§ Your goal
In the records below, find the line that contains "filename src/adapters/provider/interac_client.rs" and the line that contains "acceptance response body.", then retype exactly those two lines and every line between them.

══ Supplied information

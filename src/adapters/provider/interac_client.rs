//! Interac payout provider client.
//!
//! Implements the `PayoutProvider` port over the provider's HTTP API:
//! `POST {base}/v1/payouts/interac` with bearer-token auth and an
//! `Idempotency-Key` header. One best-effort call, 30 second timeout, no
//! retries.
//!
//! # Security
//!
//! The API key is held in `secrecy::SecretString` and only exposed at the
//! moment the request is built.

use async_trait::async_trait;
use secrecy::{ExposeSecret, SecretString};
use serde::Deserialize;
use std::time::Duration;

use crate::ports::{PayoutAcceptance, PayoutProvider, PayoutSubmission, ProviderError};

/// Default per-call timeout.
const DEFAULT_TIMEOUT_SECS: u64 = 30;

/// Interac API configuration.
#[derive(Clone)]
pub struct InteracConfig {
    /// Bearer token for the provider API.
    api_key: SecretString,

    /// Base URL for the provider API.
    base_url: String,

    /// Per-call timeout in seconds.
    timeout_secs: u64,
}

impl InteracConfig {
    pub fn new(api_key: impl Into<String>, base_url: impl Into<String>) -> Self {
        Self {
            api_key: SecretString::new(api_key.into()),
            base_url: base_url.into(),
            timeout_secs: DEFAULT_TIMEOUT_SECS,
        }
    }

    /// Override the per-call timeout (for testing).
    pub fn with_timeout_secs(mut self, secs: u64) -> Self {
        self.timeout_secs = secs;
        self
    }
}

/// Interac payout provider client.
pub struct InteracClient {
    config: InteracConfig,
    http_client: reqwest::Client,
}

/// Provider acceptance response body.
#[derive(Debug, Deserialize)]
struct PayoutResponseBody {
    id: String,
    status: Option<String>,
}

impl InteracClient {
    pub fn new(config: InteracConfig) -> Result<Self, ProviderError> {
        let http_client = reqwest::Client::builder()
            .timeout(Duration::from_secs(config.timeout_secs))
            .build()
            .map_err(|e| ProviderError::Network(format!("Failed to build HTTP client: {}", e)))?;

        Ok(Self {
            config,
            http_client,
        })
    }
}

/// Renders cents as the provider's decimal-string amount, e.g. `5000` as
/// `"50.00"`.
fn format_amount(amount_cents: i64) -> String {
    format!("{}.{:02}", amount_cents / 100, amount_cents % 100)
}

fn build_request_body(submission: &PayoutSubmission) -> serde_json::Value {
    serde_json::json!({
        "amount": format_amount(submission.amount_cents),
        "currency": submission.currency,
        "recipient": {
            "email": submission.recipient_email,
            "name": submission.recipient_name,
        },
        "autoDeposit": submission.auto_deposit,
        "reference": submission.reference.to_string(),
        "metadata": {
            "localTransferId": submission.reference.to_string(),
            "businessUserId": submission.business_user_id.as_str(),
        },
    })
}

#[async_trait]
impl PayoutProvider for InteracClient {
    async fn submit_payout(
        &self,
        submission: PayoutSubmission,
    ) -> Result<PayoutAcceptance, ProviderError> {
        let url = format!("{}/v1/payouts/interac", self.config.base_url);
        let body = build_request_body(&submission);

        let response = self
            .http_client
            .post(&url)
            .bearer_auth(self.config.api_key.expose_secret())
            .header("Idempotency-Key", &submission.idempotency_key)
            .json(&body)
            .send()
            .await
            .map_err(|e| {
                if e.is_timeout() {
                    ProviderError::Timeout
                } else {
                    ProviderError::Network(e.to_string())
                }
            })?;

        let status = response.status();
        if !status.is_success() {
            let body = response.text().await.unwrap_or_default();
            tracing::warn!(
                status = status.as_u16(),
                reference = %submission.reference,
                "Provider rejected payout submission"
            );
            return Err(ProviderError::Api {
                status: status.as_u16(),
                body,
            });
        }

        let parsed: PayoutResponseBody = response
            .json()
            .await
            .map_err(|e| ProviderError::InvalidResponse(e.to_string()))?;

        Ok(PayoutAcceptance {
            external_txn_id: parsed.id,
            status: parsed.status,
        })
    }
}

════
══ Supplied information

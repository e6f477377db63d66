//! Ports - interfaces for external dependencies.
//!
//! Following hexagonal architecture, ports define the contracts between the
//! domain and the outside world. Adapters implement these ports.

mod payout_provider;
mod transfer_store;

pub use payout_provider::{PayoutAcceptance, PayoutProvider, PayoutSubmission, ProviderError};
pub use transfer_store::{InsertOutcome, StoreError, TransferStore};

════

§ Solution
filename src/adapters/provider/interac_client.rs
//! Interac payout provider client.
//!
//! Implements the `PayoutProvider` port over the provider's HTTP API:
//! `POST {base}/v1/payouts/interac` with bearer-token auth and an
//! `Idempotency-Key` header. One best-effort call, 30 second timeout, no
//! retries.
//!
//! # Security
//!
//! The API key is held in `secrecy::SecretString` and only exposed at the
//! moment the request is built.

use async_trait::async_trait;
use secrecy::{ExposeSecret, SecretString};
use serde::Deserialize;
use std::time::Duration;

use crate::ports::{PayoutAcceptance, PayoutProvider, PayoutSubmission, ProviderError};

/// Default per-call timeout.
const DEFAULT_TIMEOUT_SECS: u64 = 30;

/// Interac API configuration.
#[derive(Clone)]
pub struct InteracConfig {
    /// Bearer token for the provider API.
    api_key: SecretString,

    /// Base URL for the provider API.
    base_url: String,

    /// Per-call timeout in seconds.
    timeout_secs: u64,
}

impl InteracConfig {
    pub fn new(api_key: impl Into<String>, base_url: impl Into<String>) -> Self {
        Self {
            api_key: SecretString::new(api_key.into()),
            base_url: base_url.into(),
            timeout_secs: DEFAULT_TIMEOUT_SECS,
        }
    }

    /// Override the per-call timeout (for testing).
    pub fn with_timeout_secs(mut self, secs: u64) -> Self {
        self.timeout_secs = secs;
        self
    }
}

/// Interac payout provider client.
pub struct InteracClient {
    config: InteracConfig,
    http_client: reqwest::Client,
}

/// Provider acceptance response body.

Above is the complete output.